Hamilton writes skillful prose and creates an interesting story, but far from the tough-guy language of Chandler and traditional noir there is a girlish quality that runs through the voice of this story. Her heroine is a former OSS WW II spy, which is a promising idea. But rather than convincingly using skills she acquired as a spy, she barrels around like an amateur sleuth putting herself into danger time and again, showing little judgment.

As the story moves along coincidences pile up upon one another, characters cross paths too conveniently and as we get toward the later portion of the novel, clues and leads that were readily discoverable much earlier in the story conveniently emerge when it suits the narratives purposes. Hamilton tale becomes increasingly convoluted, so that she ends up stumbling over herself explaining things away. Soon it becomes clear that much of the action of the novel was simply a series of convoluted red herrings that simply pad the story's length. And most frustratingly once we reach the unmasking of the real killers and the mystery's solution, it has little to do with most of the story we've just read. Aside from being somewhat out of left field...it feels minor and disappointing.

Hamilton also disregards the construction of most noir detective fiction...and most mysteries by intercutting the point-of-view amongst several major characters and even veers off to include moments with minor characters. This also is a frustrating direction for a mystery. In for instance Micheal Connelly's Bosch novels, we remain in Bosch's perspective, discovering clues and leads as he does. But by diverting to other points of view the reader becomes aware that the mystery is being created by the AUTHOR WITHOLDING INFORMATION. In an interview at the end of the book, Hamilton says she used this narrative structure because she envisioned the book as movie. Maybe better to envision the book as book! Clearly, she seems more influenced by noir cinema than noir fiction.

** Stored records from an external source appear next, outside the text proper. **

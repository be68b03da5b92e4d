//! Serializable runner configuration.
//!
//! A runner file names the strategy variants to evaluate side by side and
//! the size of the worker pool:
//!
//! ```toml
//! threads = 4
//!
//! [[variants]]
//! name = "classic"
//! preset = "classic"
//!
//! [[variants]]
//! name = "confirmed-tight"
//! preset = "confirmed"
//! [variants.overrides.setup]
//! min_risk_reward = 2.5
//! ```
//!
//! Overrides are merged key by key over the preset, so a variant only spells
//! out what differs.

use std::collections::BTreeSet;
use std::path::Path;

use serde::{Deserialize, Serialize};
use thiserror::Error;

use rsilab_core::config::{EngineConfig, StrategyVariant};
use rsilab_core::ConfigError;

/// Errors from loading or applying a runner configuration.
#[derive(Debug, Error)]
pub enum RunnerError {
    #[error("engine config error: {0}")]
    Config(#[from] ConfigError),
    #[error("io error: {0}")]
    Io(#[from] std::io::Error),
    #[error("runner config parse error: {0}")]
    Toml(#[from] toml::de::Error),
    #[error("runner config encode error: {0}")]
    TomlEncode(#[from] toml::ser::Error),
    #[error("unknown strategy variant '{0}'")]
    UnknownVariant(String),
    #[error("variant name '{0}' used more than once")]
    DuplicateVariant(String),
    #[error("no strategy variants configured")]
    NoVariants,
    #[error("thread pool error: {0}")]
    ThreadPool(#[from] rayon::ThreadPoolBuildError),
}

/// One named strategy variant: a preset plus optional overrides.
#[derive(Debug, Clone, PartialEq, Serialize, Deserialize)]
#[serde(deny_unknown_fields)]
pub struct VariantSpec {
    /// Label carried on every batch result.
    pub name: String,
    /// Preset name (`classic`, `confirmed`); defaults thresholds otherwise.
    #[serde(default)]
    pub preset: Option<String>,
    /// Partial `EngineConfig` document merged over the preset.
    #[serde(default)]
    pub overrides: Option<toml::Table>,
}

impl VariantSpec {
    pub fn preset(name: &str, variant: StrategyVariant) -> Self {
        Self {
            name: name.to_string(),
            preset: Some(variant.name().to_string()),
            overrides: None,
        }
    }

    /// Resolve to a validated engine configuration.
    pub fn engine_config(&self) -> Result<EngineConfig, RunnerError> {
        let base = match self.preset.as_deref() {
            Some(name) => EngineConfig::preset(parse_variant(name)?),
            None => EngineConfig::default(),
        };
        let config = match &self.overrides {
            Some(overrides) if !overrides.is_empty() => {
                let mut value = toml::Value::try_from(&base)?;
                merge(&mut value, overrides);
                value.try_into::<EngineConfig>()?
            }
            _ => base,
        };
        config.validate()?;
        Ok(config)
    }
}

/// Top-level runner file.
#[derive(Debug, Clone, PartialEq, Serialize, Deserialize)]
#[serde(deny_unknown_fields)]
pub struct RunnerConfig {
    /// Worker threads for batch evaluation; 0 uses the rayon default.
    #[serde(default)]
    pub threads: usize,
    pub variants: Vec<VariantSpec>,
}

impl Default for RunnerConfig {
    fn default() -> Self {
        Self {
            threads: 0,
            variants: StrategyVariant::all()
                .iter()
                .map(|&v| VariantSpec::preset(v.name(), v))
                .collect(),
        }
    }
}

impl RunnerConfig {
    pub fn from_file(path: impl AsRef<Path>) -> Result<Self, RunnerError> {
        let content = std::fs::read_to_string(path)?;
        Self::from_toml_str(&content)
    }

    pub fn from_toml_str(content: &str) -> Result<Self, RunnerError> {
        let config: Self = toml::from_str(content)?;
        config.check_names()?;
        Ok(config)
    }

    /// Resolve every variant, failing on the first invalid one.
    pub fn engine_configs(&self) -> Result<Vec<(String, EngineConfig)>, RunnerError> {
        self.check_names()?;
        self.variants
            .iter()
            .map(|spec| Ok((spec.name.clone(), spec.engine_config()?)))
            .collect()
    }

    fn check_names(&self) -> Result<(), RunnerError> {
        if self.variants.is_empty() {
            return Err(RunnerError::NoVariants);
        }
        let mut seen = BTreeSet::new();
        for spec in &self.variants {
            if !seen.insert(spec.name.as_str()) {
                return Err(RunnerError::DuplicateVariant(spec.name.clone()));
            }
        }
        Ok(())
    }
}

fn parse_variant(name: &str) -> Result<StrategyVariant, RunnerError> {
    StrategyVariant::all()
        .iter()
        .copied()
        .find(|v| v.name() == name)
        .ok_or_else(|| RunnerError::UnknownVariant(name.to_string()))
}

/// Recursive table merge: tables merge, everything else is replaced.
fn merge(target: &mut toml::Value, overrides: &toml::Table) {
    let toml::Value::Table(table) = target else {
        *target = toml::Value::Table(overrides.clone());
        return;
    };
    for (key, value) in overrides {
        match (table.get_mut(key), value) {
            (Some(existing @ toml::Value::Table(_)), toml::Value::Table(inner)) => {
                merge(existing, inner);
            }
            _ => {
                table.insert(key.clone(), value.clone());
            }
        }
    }
}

Hamilton also allowed some anachronisms to creep into her 1949. Odd, for a writer who spent time researching the stop action animation techinque that went into the movie MIGHTY JOE YOUNG and spends pages explaining this. But at one point one character refers to another as Ms...at least two decades before that word had been invented. At another point a character uses having been at a tv 'taping' -- about a decade before videotape techhology was invented and a good 15 years before this was a common place way of shooting tv shows. At another point a character pulls a reel-to-reel tape recorder out of a drawer -- a nice trick in an era when the average reel-to-reel recorder was the size of a suitcase.